On January 17, 2007, TJX Companies announced that hackers had broken into its computer systems. The intruders stole data relating to over 45 million credit and debit cards.

Predictably, the class action complaints arrived. The MDL Panel dutifully coordinated the cases. And just eight months later, in September 2007, the parties proposed a settlement agreement. On July 15, 2008, the court gave final approval to the settlement.

All of this was uneventful. But last week, on November 3, Judge William G. Young of the District of Massachusetts entered his order awarding attorneys’ fees relating to the settlement. And that’s where things got interesting. See In re TJX Companies Retail Security Breach Litig., No. 07-10162-WGY, slip op. (D. Mass. Nov. 3, 2008) (here’s a link).

Class counsel asserted that the settlement provided over $200 million in theoretical benefits to the class. Judge Young was concerned, however, that the class members might not actually claim anything approaching that $200 million mark. “As of October 30, 2008, . . . class members had claimed just over $6,100,000 in benefits, a figure unlikely significantly to increase.” Id. at 10. Why, then should class counsel be awarded the requested $6,500,000 in fees?

Judge Young analyzed the cases saying that attorneys’ fees should be based on the “basket of benefits” that counsel create for the class, rather than the benefits that the class members actually claim. Id. at 11. He reasoned that those cases involved the defendant contributing actual funds, rather than a process by which the defendant agrees to “pay claims on an as-made basis.” Id. at 12.
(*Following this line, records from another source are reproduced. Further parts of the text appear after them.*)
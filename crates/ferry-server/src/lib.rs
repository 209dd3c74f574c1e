//! # ferry-server
//!
//! Signaling and relay server for chunked file transfer between two
//! independently connected clients.
//!
//! The server provides:
//! - a **connection registry** mapping each registered user to its live
//!   WebSocket connection
//! - a **link negotiation service** relaying link proposals and
//!   accept/decline outcomes, durably recorded per recipient
//! - a **transfer relay** forwarding accepted senders' file chunks and
//!   tracking per-transfer progress so an interrupted transfer can resume
//!   after a reconnect
//!
//! Delivery throughout is at-most-once and best-effort: offline targets,
//! full outbound queues, and store failures all drop the affected event
//! silently.

pub mod api;
pub mod auth;
pub mod config;
pub mod error;
pub mod negotiation;
pub mod registry;
pub mod socket;
pub mod transfer;
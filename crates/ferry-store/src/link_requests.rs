//! CRUD helpers for link-negotiation records.
//!
//! The whole entry list is stored as one JSON column, so every mutation is
//! a read-modify-write of a single row keyed by recipient id.

use rusqlite::{params, OptionalExtension};

use ferry_shared::types::UserId;

use crate::database::Database;
use crate::error::Result;
use crate::models::{LinkEntry, LinkRequest};

impl Database {
    /// Fetch the negotiation record for a recipient, if one exists.
    pub fn get_link_request(&self, recipient_id: &UserId) -> Result<Option<LinkRequest>> {
        let row: Option<String> = self
            .conn()
            .query_row(
                "SELECT entries FROM link_requests WHERE recipient_id = ?1",
                params![recipient_id.as_str()],
                |row| row.get(0),
            )
            .optional()?;

        match row {
            Some(entries_json) => {
                let entries: Vec<LinkEntry> = serde_json::from_str(&entries_json)?;
                Ok(Some(LinkRequest {
                    recipient_id: recipient_id.clone(),
                    entries,
                }))
            }
            None => Ok(None),
        }
    }

    /// Insert or replace the negotiation record for its recipient.
    pub fn put_link_request(&self, record: &LinkRequest) -> Result<()> {
        let entries_json = serde_json::to_string(&record.entries)?;
        self.conn().execute(
            "INSERT INTO link_requests (recipient_id, entries) VALUES (?1, ?2)
             ON CONFLICT(recipient_id) DO UPDATE SET entries = excluded.entries",
            params![record.recipient_id.as_str(), entries_json],
        )?;
        Ok(())
    }

    /// Delete every negotiation record keyed by the given recipient.
    /// Returns the number of rows removed.
    pub fn delete_link_requests(&self, recipient_id: &UserId) -> Result<usize> {
        let affected = self.conn().execute(
            "DELETE FROM link_requests WHERE recipient_id = ?1",
            params![recipient_id.as_str()],
        )?;
        Ok(affected)
    }
}
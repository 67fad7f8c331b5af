use anyhow::Context;
use bikeshare_dashboard::cli::{run, Cli};
use bikeshare_dashboard::utils::init_logging;
use clap::Parser;

fn main() -> anyhow::Result<()> {
    let cli = Cli::parse();

    init_logging(cli.verbose, cli.log_file.as_deref()).context("Failed to initialize logging")?;

    run(cli)?;
    Ok(())
}
pub mod presenter;
pub mod session;
pub mod view;

pub use presenter::Presenter;
pub use session::{DashboardSession, SessionEvent, SessionState};
pub use view::{Bar, BarPanel, DailyPoint, DashboardView, LinePanel, Metric};
/// Integer with `.` thousands separators, as the de_DE locale prints it.
pub fn format_number(value: u64) -> String {
    let digits = value.to_string();
    let mut out = String::with_capacity(digits.len() + digits.len() / 3);

    for (i, ch) in digits.chars().enumerate() {
        if i > 0 && (digits.len() - i) % 3 == 0 {
            out.push('.');
        }
        out.push(ch);
    }

    out
}

pub fn format_two_decimals(value: f64) -> String {
    format!("{:.2}", value)
}

#[cfg(test)]
mod tests {
    use super::*;

    #[test]
    fn test_format_number() {
        assert_eq!(format_number(0), "0");
        assert_eq!(format_number(999), "999");
        assert_eq!(format_number(1000), "1.000");
        assert_eq!(format_number(3292679), "3.292.679");
    }

    #[test]
    fn test_format_two_decimals() {
        assert_eq!(format_two_decimals(15.5), "15.50");
        assert_eq!(format_two_decimals(-3.14159), "-3.14");
    }
}
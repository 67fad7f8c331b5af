use chrono::NaiveDate;
use serde::Serialize;

use crate::analyzers::EnvironmentMetrics;
use crate::models::DateRange;

pub const NO_DATA: &str = "No data";

#[derive(Debug, Clone, PartialEq, Eq, Serialize)]
pub struct Bar {
    pub label: String,
    pub value: u64,
}

#[derive(Debug, Clone, PartialEq, Serialize)]
pub struct BarPanel {
    pub subheader: String,
    pub title: String,
    pub x_label: String,
    pub y_label: String,
    pub bars: Vec<Bar>,
}

impl BarPanel {
    pub fn is_empty(&self) -> bool {
        self.bars.is_empty()
    }

    pub fn max_value(&self) -> u64 {
        self.bars.iter().map(|b| b.value).max().unwrap_or(0)
    }

    pub fn labels(&self) -> Vec<&str> {
        self.bars.iter().map(|b| b.label.as_str()).collect()
    }
}

#[derive(Debug, Clone, Copy, PartialEq, Eq, Serialize)]
pub struct DailyPoint {
    pub date: NaiveDate,
    pub value: u64,
}

#[derive(Debug, Clone, PartialEq, Serialize)]
pub struct LinePanel {
    pub subheader: String,
    pub title: String,
    pub x_label: String,
    pub y_label: String,
    pub points: Vec<DailyPoint>,
}

impl LinePanel {
    pub fn is_empty(&self) -> bool {
        self.points.is_empty()
    }

    pub fn max_value(&self) -> u64 {
        self.points.iter().map(|p| p.value).max().unwrap_or(0)
    }
}

#[derive(Debug, Clone, PartialEq, Eq, Serialize)]
pub struct Metric {
    pub label: String,
    pub value: String,
}

impl Metric {
    pub fn new(label: &str, value: impl Into<String>) -> Self {
        Self {
            label: label.to_string(),
            value: value.into(),
        }
    }
}

/// Everything the dashboard shows for one date range, in display order.
#[derive(Debug, Clone, PartialEq, Serialize)]
pub struct DashboardView {
    pub title: String,
    pub description: String,
    pub range: DateRange,
    pub seasonal: BarPanel,
    pub total_rentals: Metric,
    pub daily: LinePanel,
    pub time_of_day: BarPanel,
    pub top_hours: BarPanel,
    pub environment: Vec<Metric>,
    pub environment_values: Option<EnvironmentMetrics>,
}

impl DashboardView {
    pub fn is_empty(&self) -> bool {
        self.seasonal.is_empty()
            && self.daily.is_empty()
            && self.time_of_day.is_empty()
            && self.top_hours.is_empty()
    }
}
In that second situation, “only a fraction of any given class is likely to claim the benefits provided for in a settlement.” Id. at 16. Moreover, “attorneys for each side bargain knowing that this is true. Thus, class counsel can — and likely often do — push defendants for higher payout caps or fund amounts in order to expand the basis for their fee petition without any real expectation that those additional funds will be claimed by the class.” Id. at 17. Judge Young therefore announced that, in the future, he will be “tying the award of attorneys’ fees to claims made by class members.” Id. at 20.

This will encourage class counsel to design notice plans that actually communicate with class members and to offer settlement benefits that class members are inclined to apply for. Class counsel should not merely lead the horse to water, but should go further, “verifying the horse can see the water, choosing clear, fresh, and cold water, . . . and making sure there are no obstacles in the horse’s path.” Id. at 28.
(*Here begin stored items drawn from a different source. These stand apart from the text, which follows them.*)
use config::{Config, Environment, File};
use serde::{Deserialize, Serialize};
use std::path::{Path, PathBuf};
use validator::Validate;

use crate::error::Result;
use crate::utils::constants::{
    DEFAULT_CHART_HEIGHT, DEFAULT_CHART_WIDTH, DEFAULT_CONFIG_FILE, DEFAULT_DAILY_PATH,
    DEFAULT_HOURLY_PATH, DEFAULT_OUTPUT_DIR, DEFAULT_TOP_HOURS, ENV_PREFIX,
};

#[derive(Debug, Clone, PartialEq, Serialize, Deserialize)]
pub struct DataSources {
    pub hourly_path: PathBuf,
    pub daily_path: PathBuf,
}

#[derive(Debug, Clone, PartialEq, Serialize, Deserialize, Validate)]
pub struct OutputSettings {
    pub dir: PathBuf,

    #[validate(range(min = 200, max = 4000))]
    pub chart_width: u32,

    #[validate(range(min = 200, max = 4000))]
    pub chart_height: u32,

    pub charts: bool,
}

/// Settings layered as: defaults, config file, `BIKESHARE__*` environment
/// variables, then command-line overrides.
#[derive(Debug, Clone, PartialEq, Serialize, Deserialize, Validate)]
pub struct DashboardConfig {
    pub data: DataSources,

    #[validate(nested)]
    pub output: OutputSettings,

    #[validate(range(min = 1, max = 24))]
    pub top_hours: usize,
}

impl Default for DashboardConfig {
    fn default() -> Self {
        Self {
            data: DataSources {
                hourly_path: PathBuf::from(DEFAULT_HOURLY_PATH),
                daily_path: PathBuf::from(DEFAULT_DAILY_PATH),
            },
            output: OutputSettings {
                dir: PathBuf::from(DEFAULT_OUTPUT_DIR),
                chart_width: DEFAULT_CHART_WIDTH,
                chart_height: DEFAULT_CHART_HEIGHT,
                charts: true,
            },
            top_hours: DEFAULT_TOP_HOURS,
        }
    }
}

#[derive(Debug, Clone, Default)]
pub struct ConfigOverrides {
    pub hourly_path: Option<PathBuf>,
    pub daily_path: Option<PathBuf>,
    pub output_dir: Option<PathBuf>,
    pub top_hours: Option<usize>,
    pub no_charts: bool,
}

impl DashboardConfig {
    /// Load configuration. An explicit `path` must exist; otherwise
    /// `dashboard.toml` in the working directory is used when present.
    pub fn load(path: Option<&Path>) -> Result<Self> {
        let defaults = DashboardConfig::default();

        let mut builder = Config::builder()
            .set_default(
                "data.hourly_path",
                defaults.data.hourly_path.to_string_lossy().to_string(),
            )?
            .set_default(
                "data.daily_path",
                defaults.data.daily_path.to_string_lossy().to_string(),
            )?
            .set_default("output.dir", defaults.output.dir.to_string_lossy().to_string())?
            .set_default("output.chart_width", i64::from(defaults.output.chart_width))?
            .set_default("output.chart_height", i64::from(defaults.output.chart_height))?
            .set_default("output.charts", defaults.output.charts)?
            .set_default("top_hours", defaults.top_hours as i64)?;

        builder = match path {
            Some(p) => builder.add_source(File::from(p).required(true)),
            None => builder.add_source(File::with_name(DEFAULT_CONFIG_FILE).required(false)),
        };

        let settings: DashboardConfig = builder
            .add_source(
                Environment::with_prefix(ENV_PREFIX)
                    .separator("__")
                    .try_parsing(true),
            )
            .build()?
            .try_deserialize()?;

        settings.validate()?;
        tracing::debug!(?settings, "Loaded configuration");
        Ok(settings)
    }

    pub fn with_overrides(mut self, overrides: ConfigOverrides) -> Result<Self> {
        if let Some(path) = overrides.hourly_path {
            self.data.hourly_path = path;
        }
        if let Some(path) = overrides.daily_path {
            self.data.daily_path = path;
        }
        if let Some(dir) = overrides.output_dir {
            self.output.dir = dir;
        }
        if let Some(n) = overrides.top_hours {
            self.top_hours = n;
        }
        if overrides.no_charts {
            self.output.charts = false;
        }

        self.validate()?;
        Ok(self)
    }
}

#[cfg(test)]
mod tests {
    use super::*;
    use crate::error::DashboardError;
    use std::io::Write;

    #[test]
    fn test_default_is_valid() {
        let config = DashboardConfig::default();
        assert!(config.validate().is_ok());
        assert_eq!(config.top_hours, 5);
        assert!(config.output.charts);
    }

    const ENV_TOP_HOURS: &str = "BIKESHARE__TOP_HOURS";
    const ENV_HOURLY_PATH: &str = "BIKESHARE__DATA__HOURLY_PATH";

    fn clear_env() {
        std::env::remove_var(ENV_TOP_HOURS);
        std::env::remove_var(ENV_HOURLY_PATH);
    }

    // The environment is process-wide, so every layer is checked in one test.
    #[test]
    fn test_layer_precedence() -> Result<()> {
        clear_env();

        let mut file = tempfile::Builder::new().suffix(".toml").tempfile()?;
        writeln!(
            file,
            r#"
top_hours = 3

[data]
hourly_path = "fixtures/hour.csv"
daily_path = "fixtures/day.csv"

[output]
chart_width = 800
"#
        )?;

        let from_file = DashboardConfig::load(Some(file.path()))?;
        assert_eq!(from_file.top_hours, 3);
        assert_eq!(from_file.data.hourly_path, PathBuf::from("fixtures/hour.csv"));
        assert_eq!(from_file.output.chart_width, 800);
        assert_eq!(from_file.output.chart_height, DEFAULT_CHART_HEIGHT);

        std::env::set_var(ENV_TOP_HOURS, "7");
        std::env::set_var(ENV_HOURLY_PATH, "/env/hour.csv");
        let from_env = DashboardConfig::load(Some(file.path()));
        clear_env();
        let from_env = from_env?;

        assert_eq!(from_env.top_hours, 7);
        assert_eq!(from_env.data.hourly_path, PathBuf::from("/env/hour.csv"));
        assert_eq!(from_env.data.daily_path, PathBuf::from("fixtures/day.csv"));

        let from_cli = from_env.with_overrides(ConfigOverrides {
            hourly_path: Some(PathBuf::from("cli/hour.csv")),
            top_hours: Some(2),
            ..Default::default()
        })?;
        assert_eq!(from_cli.top_hours, 2);
        assert_eq!(from_cli.data.hourly_path, PathBuf::from("cli/hour.csv"));
        Ok(())
    }

    #[test]
    fn test_missing_explicit_file_fails() {
        let result = DashboardConfig::load(Some(Path::new("/nonexistent/dashboard.toml")));
        assert!(matches!(result, Err(DashboardError::Config(_))));
    }

    #[test]
    fn test_overrides_are_validated() {
        let config = DashboardConfig::default()
            .with_overrides(ConfigOverrides {
                hourly_path: Some(PathBuf::from("h.csv")),
                no_charts: true,
                ..Default::default()
            })
            .unwrap();
        assert_eq!(config.data.hourly_path, PathBuf::from("h.csv"));
        assert!(!config.output.charts);

        let invalid = DashboardConfig::default().with_overrides(ConfigOverrides {
            top_hours: Some(0),
            ..Default::default()
        });
        assert!(matches!(invalid, Err(DashboardError::Validation(_))));
    }
}
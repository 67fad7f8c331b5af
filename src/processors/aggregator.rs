use serde::Serialize;
use std::collections::BTreeMap;

use crate::models::{DailyRecord, HourlyRecord, Season, TimeOfDay};

#[derive(Debug, Clone, Copy, PartialEq, Eq, Serialize)]
pub struct SeasonTotal {
    pub season: Season,
    pub total: u64,
}

#[derive(Debug, Clone, Copy, PartialEq, Eq, Serialize)]
pub struct HourTotal {
    pub hour: u8,
    pub total: u64,
}

#[derive(Debug, Clone, Copy, PartialEq, Eq, Serialize)]
pub struct TimeOfDayTotal {
    pub time_of_day: TimeOfDay,
    pub total: u64,
}

/// Sum `count` per distinct `key`, one entry per key present in `rows`, in
/// key order. Keys without rows are absent rather than zero.
pub fn sum_by_key<T, K, FK, FC>(rows: &[T], key: FK, count: FC) -> Vec<(K, u64)>
where
    K: Ord,
    FK: Fn(&T) -> K,
    FC: Fn(&T) -> u64,
{
    let mut totals: BTreeMap<K, u64> = BTreeMap::new();
    for row in rows {
        *totals.entry(key(row)).or_insert(0) += count(row);
    }
    totals.into_iter().collect()
}

pub fn rentals_by_season(records: &[DailyRecord]) -> Vec<SeasonTotal> {
    sum_by_key(records, |r| r.season, |r| r.cnt)
        .into_iter()
        .map(|(season, total)| SeasonTotal { season, total })
        .collect()
}

pub fn rentals_by_hour(records: &[HourlyRecord]) -> Vec<HourTotal> {
    sum_by_key(records, |r| r.hour, |r| r.cnt)
        .into_iter()
        .map(|(hour, total)| HourTotal { hour, total })
        .collect()
}

/// Totals in Morning, Day, Afternoon, Evening order.
pub fn rentals_by_time_of_day(records: &[HourlyRecord]) -> Vec<TimeOfDayTotal> {
    sum_by_key(records, |r| r.time_of_day, |r| r.cnt)
        .into_iter()
        .map(|(time_of_day, total)| TimeOfDayTotal { time_of_day, total })
        .collect()
}

/// The `n` busiest hours, highest total first; ties go to the earlier hour.
pub fn top_hours(totals: &[HourTotal], n: usize) -> Vec<HourTotal> {
    let mut ranked = totals.to_vec();
    ranked.sort_by(|a, b| b.total.cmp(&a.total).then_with(|| a.hour.cmp(&b.hour)));
    ranked.truncate(n);
    ranked
}

/// Season totals, highest first.
pub fn seasons_by_total(totals: &[SeasonTotal]) -> Vec<SeasonTotal> {
    let mut ranked = totals.to_vec();
    ranked.sort_by(|a, b| b.total.cmp(&a.total).then_with(|| a.season.cmp(&b.season)));
    ranked
}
We like that approach; it can only improve the workings of class action settlements.

Indeed, we have only one (petty) quibble with this opinion: footnote 16 at page 18. Judge Young writes: “[A]s Professor Samuel Issacharoff, Visiting Professor of Law at Harvard Law School, tells his students with succinct brilliance, ‘Multi-district litigation is like the old Roach Motel ad: ‘Roaches [the cases transferred by the MDL Panel] check in — but they don’t check out.””

No, no, no.

We have a somewhat earlier cite for that “succinct brilliance” — and it’s one we have a personal stake in: “[A] cynic might ask: ‘What’s the similarity between an MDL and a Roach Motel?’ The punch line, of course: ‘Cases check in, but they never check out.'” Mark Herrmann, “To MDL or Not to MDL? A Defense Perspective,” Litigation 43, 47 (1998).

But that’s quibbling around the edges of what is otherwise a thoughtful opinion that may well improve the law of class action settlements.